Items from a dataset
<<<<

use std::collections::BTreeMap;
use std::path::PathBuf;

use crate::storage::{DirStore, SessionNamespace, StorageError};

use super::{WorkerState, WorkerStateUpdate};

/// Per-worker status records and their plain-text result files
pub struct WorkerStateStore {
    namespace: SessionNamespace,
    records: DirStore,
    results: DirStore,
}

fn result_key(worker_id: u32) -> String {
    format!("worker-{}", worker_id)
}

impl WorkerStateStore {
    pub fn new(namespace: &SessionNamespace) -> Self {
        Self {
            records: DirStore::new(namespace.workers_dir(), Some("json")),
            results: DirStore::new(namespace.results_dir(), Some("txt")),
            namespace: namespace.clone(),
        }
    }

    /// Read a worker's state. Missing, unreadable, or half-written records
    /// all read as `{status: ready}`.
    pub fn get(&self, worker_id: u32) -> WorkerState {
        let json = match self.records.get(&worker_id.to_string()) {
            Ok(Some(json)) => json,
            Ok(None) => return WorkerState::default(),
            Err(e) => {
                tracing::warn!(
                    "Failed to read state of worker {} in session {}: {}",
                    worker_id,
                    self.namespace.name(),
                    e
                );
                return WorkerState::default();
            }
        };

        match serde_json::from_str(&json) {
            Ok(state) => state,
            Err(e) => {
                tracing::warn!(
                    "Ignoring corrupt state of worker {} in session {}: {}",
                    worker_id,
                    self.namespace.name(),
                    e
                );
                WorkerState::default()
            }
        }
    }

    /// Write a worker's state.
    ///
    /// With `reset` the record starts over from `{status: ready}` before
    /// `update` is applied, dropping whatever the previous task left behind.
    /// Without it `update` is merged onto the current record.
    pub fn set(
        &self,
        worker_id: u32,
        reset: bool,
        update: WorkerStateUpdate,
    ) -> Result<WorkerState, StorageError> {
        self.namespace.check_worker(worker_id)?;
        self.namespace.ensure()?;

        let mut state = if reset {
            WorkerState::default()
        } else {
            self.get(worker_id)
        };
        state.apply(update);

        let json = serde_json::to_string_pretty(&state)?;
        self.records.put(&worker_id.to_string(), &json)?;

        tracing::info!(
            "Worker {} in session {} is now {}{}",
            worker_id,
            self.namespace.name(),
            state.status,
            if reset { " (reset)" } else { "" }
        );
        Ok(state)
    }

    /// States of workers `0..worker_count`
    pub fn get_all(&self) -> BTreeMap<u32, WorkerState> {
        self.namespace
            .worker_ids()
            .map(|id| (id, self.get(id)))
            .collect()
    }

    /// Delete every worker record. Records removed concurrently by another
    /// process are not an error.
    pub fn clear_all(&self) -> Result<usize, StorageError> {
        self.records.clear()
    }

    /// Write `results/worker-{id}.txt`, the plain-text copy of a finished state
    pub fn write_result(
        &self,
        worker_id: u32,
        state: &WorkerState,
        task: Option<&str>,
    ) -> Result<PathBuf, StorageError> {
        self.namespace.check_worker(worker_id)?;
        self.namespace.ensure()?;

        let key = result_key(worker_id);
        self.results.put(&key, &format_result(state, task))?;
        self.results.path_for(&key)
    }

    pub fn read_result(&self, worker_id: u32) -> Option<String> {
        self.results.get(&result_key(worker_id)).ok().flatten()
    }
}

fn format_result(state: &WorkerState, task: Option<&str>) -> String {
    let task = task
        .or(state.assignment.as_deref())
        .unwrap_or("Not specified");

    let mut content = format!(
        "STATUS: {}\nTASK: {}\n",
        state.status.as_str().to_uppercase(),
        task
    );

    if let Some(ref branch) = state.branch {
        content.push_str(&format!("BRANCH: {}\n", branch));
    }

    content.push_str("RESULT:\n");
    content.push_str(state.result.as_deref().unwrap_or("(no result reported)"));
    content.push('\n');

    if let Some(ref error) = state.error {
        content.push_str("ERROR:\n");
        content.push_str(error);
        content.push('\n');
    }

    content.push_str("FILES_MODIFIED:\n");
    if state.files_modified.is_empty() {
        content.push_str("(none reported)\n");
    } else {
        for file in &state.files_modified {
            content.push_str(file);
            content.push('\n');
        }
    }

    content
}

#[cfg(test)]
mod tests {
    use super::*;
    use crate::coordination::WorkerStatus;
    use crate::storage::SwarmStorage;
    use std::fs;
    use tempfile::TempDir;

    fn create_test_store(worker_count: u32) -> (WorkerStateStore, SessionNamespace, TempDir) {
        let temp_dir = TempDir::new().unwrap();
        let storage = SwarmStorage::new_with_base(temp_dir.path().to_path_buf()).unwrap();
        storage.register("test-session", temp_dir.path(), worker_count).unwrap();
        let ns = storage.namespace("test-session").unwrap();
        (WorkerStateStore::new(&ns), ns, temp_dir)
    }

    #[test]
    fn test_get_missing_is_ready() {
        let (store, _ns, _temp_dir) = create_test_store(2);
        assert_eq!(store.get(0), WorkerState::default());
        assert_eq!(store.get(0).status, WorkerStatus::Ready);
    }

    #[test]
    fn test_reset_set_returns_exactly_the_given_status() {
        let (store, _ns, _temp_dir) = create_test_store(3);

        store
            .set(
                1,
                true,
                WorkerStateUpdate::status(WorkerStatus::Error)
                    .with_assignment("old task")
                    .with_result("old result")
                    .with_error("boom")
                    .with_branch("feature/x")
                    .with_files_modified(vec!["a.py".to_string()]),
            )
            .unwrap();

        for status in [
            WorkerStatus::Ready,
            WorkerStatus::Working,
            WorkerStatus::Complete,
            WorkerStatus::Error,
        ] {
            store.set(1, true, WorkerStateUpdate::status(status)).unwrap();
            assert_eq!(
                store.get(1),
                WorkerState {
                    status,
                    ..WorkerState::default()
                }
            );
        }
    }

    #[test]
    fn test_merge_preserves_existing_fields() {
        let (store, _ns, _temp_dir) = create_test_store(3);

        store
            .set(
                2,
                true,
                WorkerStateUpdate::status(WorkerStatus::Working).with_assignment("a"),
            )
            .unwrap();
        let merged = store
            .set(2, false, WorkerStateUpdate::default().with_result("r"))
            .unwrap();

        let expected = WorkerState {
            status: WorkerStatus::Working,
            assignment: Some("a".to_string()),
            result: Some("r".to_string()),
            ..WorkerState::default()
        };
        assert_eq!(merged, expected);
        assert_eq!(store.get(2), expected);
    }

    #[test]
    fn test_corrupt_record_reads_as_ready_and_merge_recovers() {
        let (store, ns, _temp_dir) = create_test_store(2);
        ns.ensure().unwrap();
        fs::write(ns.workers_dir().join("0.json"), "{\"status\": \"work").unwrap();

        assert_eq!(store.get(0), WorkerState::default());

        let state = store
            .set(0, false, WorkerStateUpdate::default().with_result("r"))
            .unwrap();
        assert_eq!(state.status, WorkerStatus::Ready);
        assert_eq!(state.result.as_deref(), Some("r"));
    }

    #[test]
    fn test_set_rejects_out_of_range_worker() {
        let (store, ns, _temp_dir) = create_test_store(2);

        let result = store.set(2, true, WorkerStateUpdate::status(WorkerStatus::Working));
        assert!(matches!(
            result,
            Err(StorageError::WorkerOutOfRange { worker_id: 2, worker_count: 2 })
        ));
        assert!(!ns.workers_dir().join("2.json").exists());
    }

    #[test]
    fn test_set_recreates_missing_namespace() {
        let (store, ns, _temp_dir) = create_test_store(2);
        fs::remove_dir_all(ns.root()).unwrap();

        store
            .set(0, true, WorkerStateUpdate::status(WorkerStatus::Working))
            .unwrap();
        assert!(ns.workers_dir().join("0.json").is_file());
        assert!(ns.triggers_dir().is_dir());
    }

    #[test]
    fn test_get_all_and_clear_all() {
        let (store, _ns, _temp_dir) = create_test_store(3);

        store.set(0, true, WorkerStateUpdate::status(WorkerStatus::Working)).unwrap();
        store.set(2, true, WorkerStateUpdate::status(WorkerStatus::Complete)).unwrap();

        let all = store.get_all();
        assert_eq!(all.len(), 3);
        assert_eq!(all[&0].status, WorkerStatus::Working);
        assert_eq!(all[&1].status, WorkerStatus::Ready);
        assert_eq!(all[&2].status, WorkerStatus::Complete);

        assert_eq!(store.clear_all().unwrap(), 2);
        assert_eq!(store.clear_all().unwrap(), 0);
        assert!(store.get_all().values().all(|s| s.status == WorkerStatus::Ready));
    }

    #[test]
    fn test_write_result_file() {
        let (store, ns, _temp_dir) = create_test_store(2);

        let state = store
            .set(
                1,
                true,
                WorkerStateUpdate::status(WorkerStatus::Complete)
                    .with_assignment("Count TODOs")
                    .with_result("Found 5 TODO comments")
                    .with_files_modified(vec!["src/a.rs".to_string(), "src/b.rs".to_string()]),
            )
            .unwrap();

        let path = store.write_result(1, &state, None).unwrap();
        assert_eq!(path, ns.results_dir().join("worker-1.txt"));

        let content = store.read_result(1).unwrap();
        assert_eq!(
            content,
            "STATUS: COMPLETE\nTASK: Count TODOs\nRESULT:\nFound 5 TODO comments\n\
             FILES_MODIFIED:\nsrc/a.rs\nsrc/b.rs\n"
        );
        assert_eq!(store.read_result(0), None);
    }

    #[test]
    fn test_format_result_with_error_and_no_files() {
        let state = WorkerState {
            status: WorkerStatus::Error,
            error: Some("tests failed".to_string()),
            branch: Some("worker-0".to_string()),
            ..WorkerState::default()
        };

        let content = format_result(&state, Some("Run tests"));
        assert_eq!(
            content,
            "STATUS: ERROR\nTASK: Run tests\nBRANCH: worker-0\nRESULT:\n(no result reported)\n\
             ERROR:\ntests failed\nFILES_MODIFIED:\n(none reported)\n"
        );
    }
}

>>>>

ACTION ITEM:
Could you transcribe the entries exactly, from the first line through the line containing "pub struct WorkerStateStore", and give nothing more?

TASK RESULT:
use std::collections::BTreeMap;
use std::path::PathBuf;

use crate::storage::{DirStore, SessionNamespace, StorageError};

use super::{WorkerState, WorkerStateUpdate};

/// Per-worker status records and their plain-text result files
pub struct WorkerStateStore {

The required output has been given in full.